The End Is Not Yet: Scripture's Grand Unfinished Purpose
Our Lord declared to His disciples in Matthew 24:6, "But the end is not yet." This statement arrests hasty judgment about Yahweh's timeline. The negative evidence alone proves instructive: Scripture provides no conclusive signs of imminent finale, though many have misapplied prophecy throughout history. Each generation assumes its moral depravity signals the approaching end, yet we cannot know what measure of evil Elohim permits before dissolution comes.

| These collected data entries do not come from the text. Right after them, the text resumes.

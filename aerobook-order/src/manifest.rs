use aerobook_core::{
    Actor, BookingStatus, BookingStore, CabinClass, CoreError, CoreResult, Flight,
    PassengerDetails,
};
use serde::{Deserialize, Serialize};
use std::sync::Arc;
use uuid::Uuid;

#[derive(Debug, Clone, Copy, Default, PartialEq, Eq, Deserialize)]
#[serde(rename_all = "lowercase")]
pub enum ManifestSort {
    #[default]
    Seat,
    Name,
}

#[derive(Debug, Clone, Default, Deserialize)]
pub struct ManifestQuery {
    pub search: Option<String>,
    #[serde(default)]
    pub sort: ManifestSort,
}

#[derive(Debug, Clone, Serialize)]
pub struct ManifestEntry {
    pub ticket_id: Uuid,
    pub booking_id: Uuid,
    pub seat_number: String,
    pub cabin_class: CabinClass,
    pub booking_status: BookingStatus,
    #[serde(flatten)]
    pub passenger: PassengerDetails,
}

impl ManifestEntry {
    fn matches(&self, needle: &str) -> bool {
        self.passenger.passenger_name.to_lowercase().contains(needle)
            || self.passenger.passport.expose().to_lowercase().contains(needle)
            || self.booking_id.to_string().contains(needle)
            || self.cabin_class.as_str().to_lowercase().contains(needle)
    }
}

#[derive(Debug, Clone, Serialize)]
pub struct Manifest {
    pub flight: Flight,
    pub capacity: u32,
    pub occupied: u32,
    pub entries: Vec<ManifestEntry>,
}

/// Seat order puts "9A" before "10A".
fn seat_key(seat: &str) -> (usize, &str) {
    (seat.len(), seat)
}

#[derive(Clone)]
pub struct ManifestService {
    store: Arc<dyn BookingStore>,
}

impl ManifestService {
    pub fn new(store: Arc<dyn BookingStore>) -> Self {
        Self { store }
    }

    pub async fn flight_manifest(
        &self,
        actor: &Actor,
        flight_number: &str,
        query: &ManifestQuery,
    ) -> CoreResult<Manifest> {
        actor.require_staff("view flight manifests")?;

        let flight = self
            .store
            .get_flight(flight_number)
            .await?
            .ok_or_else(|| CoreError::NotFound(format!("flight {}", flight_number)))?;
        let aircraft = self.store.get_aircraft(flight.aircraft_id).await?.ok_or_else(|| {
            CoreError::IntegrityError(format!("aircraft {} is missing", flight.aircraft_id))
        })?;

        let rows = self.store.flight_manifest(flight_number).await?;
        let occupied = rows.len() as u32;

        let mut entries: Vec<ManifestEntry> = rows
            .into_iter()
            .map(|row| ManifestEntry {
                ticket_id: row.ticket.id,
                booking_id: row.booking.id,
                seat_number: row.ticket.seat_number,
                cabin_class: row.booking.cabin_class,
                booking_status: row.booking.status,
                passenger: row.ticket.passenger,
            })
            .collect();

        if let Some(needle) = query.search.as_deref().map(str::trim).filter(|s| !s.is_empty()) {
            let needle = needle.to_lowercase();
            entries.retain(|e| e.matches(&needle));
        }

        match query.sort {
            ManifestSort::Seat => entries.sort_by(|a, b| seat_key(&a.seat_number).cmp(&seat_key(&b.seat_number))),
            ManifestSort::Name => entries.sort_by(|a, b| {
                a.passenger
                    .passenger_name
                    .to_lowercase()
                    .cmp(&b.passenger.passenger_name.to_lowercase())
                    .then_with(|| seat_key(&a.seat_number).cmp(&seat_key(&b.seat_number)))
            }),
        }

        tracing::debug!("Manifest for {}: {} of {} seats occupied", flight_number, occupied, aircraft.total_capacity());
        Ok(Manifest {
            flight,
            capacity: aircraft.total_capacity(),
            occupied,
            entries,
        })
    }
}
use aerobook_shared::Masked;
use chrono::NaiveDate;
use regex::Regex;
use serde::{Deserialize, Serialize};
use std::sync::LazyLock;

use crate::FieldError;

static PASSPORT: LazyLock<Regex> =
    LazyLock::new(|| Regex::new(r"^[A-Za-z][A-Za-z0-9]{8}$").expect("passport pattern"));
static NATIONAL_ID: LazyLock<Regex> =
    LazyLock::new(|| Regex::new(r"^[0-9]{10}$").expect("national id pattern"));
static PASSENGER_NAME: LazyLock<Regex> =
    LazyLock::new(|| Regex::new(r"^[A-Za-z\s'-]+$").expect("name pattern"));

pub const MAX_PASSENGER_NAME_LEN: usize = 100;

/// Identity of the person travelling on one seat.
#[derive(Debug, Clone, PartialEq, Eq, Serialize, Deserialize)]
pub struct PassengerDetails {
    pub passenger_name: String,
    pub passport: Masked<String>,
    pub national_id: Masked<String>,
    pub date_of_birth: NaiveDate,
}

impl PassengerDetails {
    /// Returns every problem with this record; empty means valid.
    pub fn validate(&self, seat: &str, today: NaiveDate) -> Vec<FieldError> {
        let mut errors = Vec::new();

        let name = self.passenger_name.trim();
        if !PASSENGER_NAME.is_match(name) || !name.chars().any(|c| c.is_ascii_alphabetic()) {
            errors.push(FieldError::for_seat(
                seat,
                "passenger_name",
                "name must contain only letters, spaces, hyphens and apostrophes",
            ));
        } else if self.passenger_name.chars().count() > MAX_PASSENGER_NAME_LEN {
            errors.push(FieldError::for_seat(
                seat,
                "passenger_name",
                format!("name must be at most {} characters", MAX_PASSENGER_NAME_LEN),
            ));
        }
        if !PASSPORT.is_match(self.passport.expose()) {
            errors.push(FieldError::for_seat(
                seat,
                "passport",
                "passport must be 9 alphanumeric characters starting with a letter",
            ));
        }
        if !NATIONAL_ID.is_match(self.national_id.expose()) {
            errors.push(FieldError::for_seat(
                seat,
                "national_id",
                "national ID must be exactly 10 digits",
            ));
        }
        if self.date_of_birth > today {
            errors.push(FieldError::for_seat(
                seat,
                "date_of_birth",
                "date of birth cannot be in the future",
            ));
        }

        errors
    }
}

#[cfg(test)]
mod tests {
    use super::*;

    fn today() -> NaiveDate {
        NaiveDate::from_ymd_opt(2026, 10, 16).unwrap()
    }

    fn valid() -> PassengerDetails {
        PassengerDetails {
            passenger_name: "Mary-Jane O'Neil".into(),
            passport: "A12345678".into(),
            national_id: "1234567890".into(),
            date_of_birth: NaiveDate::from_ymd_opt(1990, 5, 17).unwrap(),
        }
    }

    #[test]
    fn test_valid_passenger() {
        assert!(valid().validate("3A", today()).is_empty());
    }

    #[test]
    fn test_born_today_is_accepted() {
        let mut p = valid();
        p.date_of_birth = today();
        assert!(p.validate("3A", today()).is_empty());
    }

    #[test]
    fn test_each_field_is_checked() {
        let p = PassengerDetails {
            passenger_name: "R2D2".into(),
            passport: "123456789".into(),
            national_id: "12345".into(),
            date_of_birth: NaiveDate::from_ymd_opt(2026, 10, 17).unwrap(),
        };
        let errors = p.validate("7C", today());
        let fields: Vec<_> = errors.iter().map(|e| e.field.as_str()).collect();
        assert_eq!(fields, vec!["passenger_name", "passport", "national_id", "date_of_birth"]);
        assert!(errors.iter().all(|e| e.seat.as_deref() == Some("7C")));
    }

    #[test]
    fn test_passport_length_is_exact() {
        let mut p = valid();
        p.passport = "A1234567".into();
        assert_eq!(p.validate("1A", today()).len(), 1);
        p.passport = "A123456789".into();
        assert_eq!(p.validate("1A", today()).len(), 1);
    }

    #[test]
    fn test_name_length_is_capped() {
        let mut p = valid();
        p.passenger_name = "B".repeat(MAX_PASSENGER_NAME_LEN);
        assert!(p.validate("1A", today()).is_empty());

        p.passenger_name.push('b');
        let errors = p.validate("1A", today());
        assert_eq!(errors.len(), 1);
        assert_eq!(errors[0].field, "passenger_name");
    }

    #[test]
    fn test_blank_name_rejected() {
        let mut p = valid();
        p.passenger_name = "   ".into();
        assert_eq!(p.validate("1A", today())[0].field, "passenger_name");
    }
}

The positive argument carries greater weight. Divine purposes operate on a magnificent, comprehensive scale—one requiring ages for completion. The spread of the gospel across nations, the vindication of Scripture from skepticism, the exhibition of society under holiness versus sin—these vast projects demand extended time. The Bible's very language indicates "a long continued process of change and dissolution," not abrupt termination.
Moreover, assuming the end remains distant proves spiritually superior to its opposite. The uncertainty about that great day, deliberately left obscure by our Lord, creates a presumption against idle speculation. Belief in an imminent end paralyzes human effort; trust in extended time invigorates work and sanctification. When men stand unprepared to die, they remain equally surprised by death as by the world's end. Therefore, let us prepare earnestly to depart this life, and thus truly prepare to zao—to live abundantly. The magnitude of Yahweh's purposes, like vast beginnings requiring proportionate conclusions, indicates the end as far distant still.